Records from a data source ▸
..........
pub mod health;
pub mod metrics;
pub mod sessions;

pub use health::health_handler;
pub use metrics::metrics_handler;
pub use sessions::{list_sessions_handler, session_handler};

use actix_web::{http::StatusCode, HttpResponse, ResponseError};
use serde::Serialize;
use thiserror::Error;

#[derive(Debug, Error)]
pub enum ApiError {
    #[error("session not found")]
    NotFound,
}

impl ResponseError for ApiError {
    fn status_code(&self) -> StatusCode {
        match self {
            ApiError::NotFound => StatusCode::NOT_FOUND,
        }
    }

    fn error_response(&self) -> HttpResponse {
        HttpResponse::build(self.status_code()).json(ErrorBody {
            error: self.to_string(),
        })
    }
}

#[derive(Debug, Serialize)]
pub struct ErrorBody {
    pub error: String,
}
//! Event source adapters: uniform producers of [`RawLedgerEvent`]s over push
//! subscriptions and poll loops.
//!
//! `start` spawns one producer task per handle and returns the receiving end
//! of a bounded queue plus a [`SourceControl`]. A full queue back-pressures the
//! producer; nothing is dropped to make room.

mod cursor;
mod poll;
mod push;

use std::time::Duration;

use async_trait::async_trait;
use metrics::counter;
use tokio::{
    sync::{mpsc, watch},
    task::JoinHandle,
    time::timeout,
};
use tracing::{debug, warn};

use ledger_watch_domain::{error::WatchError, RawLedgerEvent, SubscriptionOptions};

pub use cursor::SequenceGate;
pub use poll::PollEventSource;
pub use push::PushEventSource;

/// Item handed from a producer task to its session.
#[derive(Debug, Clone, PartialEq)]
pub enum SourceEvent {
    Raw(RawLedgerEvent),
    /// The upstream subscription or poll source died. Always the last item.
    Failed(String),
    /// The upstream finished cleanly. Always the last item.
    Completed,
}

#[async_trait]
pub trait EventSource: Send + Sync {
    fn mode(&self) -> &'static str;

    /// Starts producing for `options`. Fails fast, without a handle, when the
    /// target is unknown upstream.
    async fn start(&self, options: &SubscriptionOptions) -> Result<SourceHandle, WatchError>;
}

/// A started source: its event queue and the means to stop it.
#[derive(Debug)]
pub struct SourceHandle {
    events: mpsc::Receiver<SourceEvent>,
    control: SourceControl,
}

impl SourceHandle {
    pub fn new(events: mpsc::Receiver<SourceEvent>, control: SourceControl) -> Self {
        Self { events, control }
    }

    pub async fn recv(&mut self) -> Option<SourceEvent> {
        self.events.recv().await
    }

    pub async fn stop(&mut self) -> StopOutcome {
        self.control.stop().await
    }

    pub fn into_parts(self) -> (mpsc::Receiver<SourceEvent>, SourceControl) {
        (self.events, self.control)
    }
}

#[derive(Debug, Clone, Copy, PartialEq, Eq)]
pub enum StopOutcome {
    Stopped,
    AlreadyStopped,
    /// The producer did not finish within the teardown timeout and was
    /// aborted.
    TimedOut,
}

/// Stop side of a producer task. `stop` is idempotent.
#[derive(Debug)]
pub struct SourceControl {
    stop_tx: watch::Sender<bool>,
    task: Option<JoinHandle<()>>,
    teardown_timeout: Duration,
}

impl SourceControl {
    pub fn new(stop_tx: watch::Sender<bool>, task: JoinHandle<()>, teardown_timeout: Duration) -> Self {
        Self {
            stop_tx,
            task: Some(task),
            teardown_timeout,
        }
    }

    pub fn is_stopped(&self) -> bool {
        self.task.is_none()
    }

    /// Signals the producer and waits for it to release upstream resources.
    /// Past the teardown timeout the task is aborted so local resources are
    /// freed even when the upstream call hangs.
    pub async fn stop(&mut self) -> StopOutcome {
        let Some(mut task) = self.task.take() else {
            return StopOutcome::AlreadyStopped;
        };
        self.stop_tx.send_replace(true);

        match timeout(self.teardown_timeout, &mut task).await {
            Ok(Ok(())) => {
                counter!("watch_teardown_total", "result" => "stopped").increment(1);
                debug!("event source stopped");
                StopOutcome::Stopped
            }
            Ok(Err(err)) => {
                counter!("watch_teardown_total", "result" => "panicked").increment(1);
                warn!(reason = %err, "event source task ended abnormally");
                StopOutcome::Stopped
            }
            Err(_) => {
                task.abort();
                counter!("watch_teardown_total", "result" => "timed_out").increment(1);
                warn!(
                    timeout_ms = self.teardown_timeout.as_millis() as u64,
                    "event source did not stop in time; aborted"
                );
                StopOutcome::TimedOut
            }
        }
    }
}

impl Drop for SourceControl {
    fn drop(&mut self) {
        if self.task.is_some() {
            self.stop_tx.send_replace(true);
        }
    }
}

/// Resolves once a stop has been requested (or the control is gone).
pub(crate) async fn stop_requested(stop_rx: &mut watch::Receiver<bool>) {
    let _ = stop_rx.wait_for(|stop| *stop).await;
}

#[derive(Debug, Clone, Copy, PartialEq, Eq)]
pub(crate) enum EmitError {
    Stopped,
    ReceiverGone,
}

/// Pushes one item to the session, waiting for queue space unless a stop
/// arrives first.
pub(crate) async fn emit(
    tx: &mpsc::Sender<SourceEvent>,
    stop_rx: &mut watch::Receiver<bool>,
    event: SourceEvent,
) -> Result<(), EmitError> {
    tokio::select! {
        biased;
        _ = stop_requested(stop_rx) => Err(EmitError::Stopped),
        sent = tx.send(event) => sent.map_err(|_| EmitError::ReceiverGone),
    }
}

pub(crate) fn spawn_producer<F>(
    capacity: usize,
    teardown_timeout: Duration,
    producer: impl FnOnce(mpsc::Sender<SourceEvent>, watch::Receiver<bool>) -> F,
) -> SourceHandle
where
    F: std::future::Future<Output = ()> + Send + 'static,
{
    let (tx, rx) = mpsc::channel(capacity.max(1));
    let (stop_tx, stop_rx) = watch::channel(false);
    let task = tokio::spawn(producer(tx, stop_rx));
    SourceHandle::new(rx, SourceControl::new(stop_tx, task, teardown_timeout))
}
use serde::{Deserialize, Serialize};
use serde_json::Value;

#[derive(Debug, Serialize)]
pub struct JsonRpcRequest<T> {
    pub jsonrpc: &'static str,
    pub id: u64,
    pub method: &'static str,
    pub params: T,
}

impl<T> JsonRpcRequest<T> {
    pub fn new(id: u64, method: &'static str, params: T) -> Self {
        Self {
            jsonrpc: "2.0",
            id,
            method,
            params,
        }
    }
}

#[derive(Debug, Deserialize)]
pub struct JsonRpcResponse {
    #[serde(default)]
    pub id: Option<u64>,
    #[serde(default)]
    pub result: Option<Value>,
    #[serde(default)]
    pub error: Option<JsonRpcErrorObject>,
}

#[derive(Debug, Deserialize)]
pub struct JsonRpcErrorObject {
    pub code: i64,
    pub message: String,
}

/// Server push frame for `eth_subscribe`.
#[derive(Debug, Deserialize)]
pub struct SubscriptionNotification {
    pub method: String,
    pub params: NotificationParams,
}

#[derive(Debug, Deserialize)]
pub struct NotificationParams {
    pub subscription: String,
    pub result: Value,
}

/// Parses an Ethereum hex quantity such as `0x1b4`.
pub fn parse_quantity(value: &str) -> Option<u64> {
    let digits = value.strip_prefix("0x").unwrap_or(value);
    if digits.is_empty() {
        return None;
    }
    u64::from_str_radix(digits, 16).ok()
}

pub fn format_quantity(value: u64) -> String {
    format!("0x{value:x}")
}

/// Block number of a header or block object.
pub fn block_number(block: &Value) -> Option<u64> {
    block.get("number")?.as_str().and_then(parse_quantity)
}

#[cfg(test)]
mod tests {
    use super::*;
    use serde_json::json;

    #[test]
    fn quantities_round_through_hex() {
        assert_eq!(parse_quantity("0x1b4"), Some(436));
        assert_eq!(parse_quantity("0x0"), Some(0));
        assert_eq!(parse_quantity("0x"), None);
        assert_eq!(parse_quantity("0xzz"), None);
        assert_eq!(format_quantity(436), "0x1b4");
    }

    #[test]
    fn reads_block_number_from_header() {
        assert_eq!(block_number(&json!({"number": "0x10"})), Some(16));
        assert_eq!(block_number(&json!({"number": 16})), None);
        assert_eq!(block_number(&json!({})), None);
    }

    #[test]
    fn decodes_error_responses() {
        let response: JsonRpcResponse = serde_json::from_value(json!({
            "jsonrpc": "2.0",
            "id": 4,
            "error": {"code": -32601, "message": "method not found"}
        }))
        .unwrap();
        assert_eq!(response.id, Some(4));
        assert!(response.result.is_none());
        assert_eq!(response.error.unwrap().code, -32601);
    }
}
use ledger_watch_domain::services::telemetry::TelemetryGuard;
use ledger_watch_monitor::WatchHub;

#[derive(Clone)]
pub struct AppState {
    hub: WatchHub,
    telemetry: TelemetryGuard,
}

impl AppState {
    pub fn new(hub: WatchHub, telemetry: TelemetryGuard) -> Self {
        Self { hub, telemetry }
    }

    pub fn hub(&self) -> &WatchHub {
        &self.hub
    }

    pub fn telemetry(&self) -> &TelemetryGuard {
        &self.telemetry
    }
}
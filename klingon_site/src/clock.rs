//! Wall-clock source for values derived at render time.

use chrono::{Datelike, Local};

/// Supplies the calendar year for the footer copyright line.
pub trait Clock {
    /// The calendar year at the moment of the call.
    fn current_year(&self) -> i32;
}

/// Reads the local system time on every call.
#[derive(Clone, Copy, Debug, Default)]
pub struct SystemClock;

impl Clock for SystemClock {
    fn current_year(&self) -> i32 {
        Local::now().year()
    }
}

/// Always reports the same year.
#[derive(Clone, Copy, Debug, PartialEq, Eq)]
pub struct FixedClock(pub i32);

impl Clock for FixedClock {
    fn current_year(&self) -> i32 {
        self.0
    }
}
..........
THE TASK ▸ Beginning of the records through the line with "is unknown upstream.": return that span exactly and stop there.

RESPONSE FOR THIS EXERCISE ▸
pub mod health;
pub mod metrics;
pub mod sessions;

pub use health::health_handler;
pub use metrics::metrics_handler;
pub use sessions::{list_sessions_handler, session_handler};

use actix_web::{http::StatusCode, HttpResponse, ResponseError};
use serde::Serialize;
use thiserror::Error;

#[derive(Debug, Error)]
pub enum ApiError {
    #[error("session not found")]
    NotFound,
}

impl ResponseError for ApiError {
    fn status_code(&self) -> StatusCode {
        match self {
            ApiError::NotFound => StatusCode::NOT_FOUND,
        }
    }

    fn error_response(&self) -> HttpResponse {
        HttpResponse::build(self.status_code()).json(ErrorBody {
            error: self.to_string(),
        })
    }
}

#[derive(Debug, Serialize)]
pub struct ErrorBody {
    pub error: String,
}
//! Event source adapters: uniform producers of [`RawLedgerEvent`]s over push
//! subscriptions and poll loops.
//!
//! `start` spawns one producer task per handle and returns the receiving end
//! of a bounded queue plus a [`SourceControl`]. A full queue back-pressures the
//! producer; nothing is dropped to make room.

mod cursor;
mod poll;
mod push;

use std::time::Duration;

use async_trait::async_trait;
use metrics::counter;
use tokio::{
    sync::{mpsc, watch},
    task::JoinHandle,
    time::timeout,
};
use tracing::{debug, warn};

use ledger_watch_domain::{error::WatchError, RawLedgerEvent, SubscriptionOptions};

pub use cursor::SequenceGate;
pub use poll::PollEventSource;
pub use push::PushEventSource;

/// Item handed from a producer task to its session.
#[derive(Debug, Clone, PartialEq)]
pub enum SourceEvent {
    Raw(RawLedgerEvent),
    /// The upstream subscription or poll source died. Always the last item.
    Failed(String),
    /// The upstream finished cleanly. Always the last item.
    Completed,
}

#[async_trait]
pub trait EventSource: Send + Sync {
    fn mode(&self) -> &'static str;

    /// Starts producing for `options`. Fails fast, without a handle, when the
    /// target is unknown upstream.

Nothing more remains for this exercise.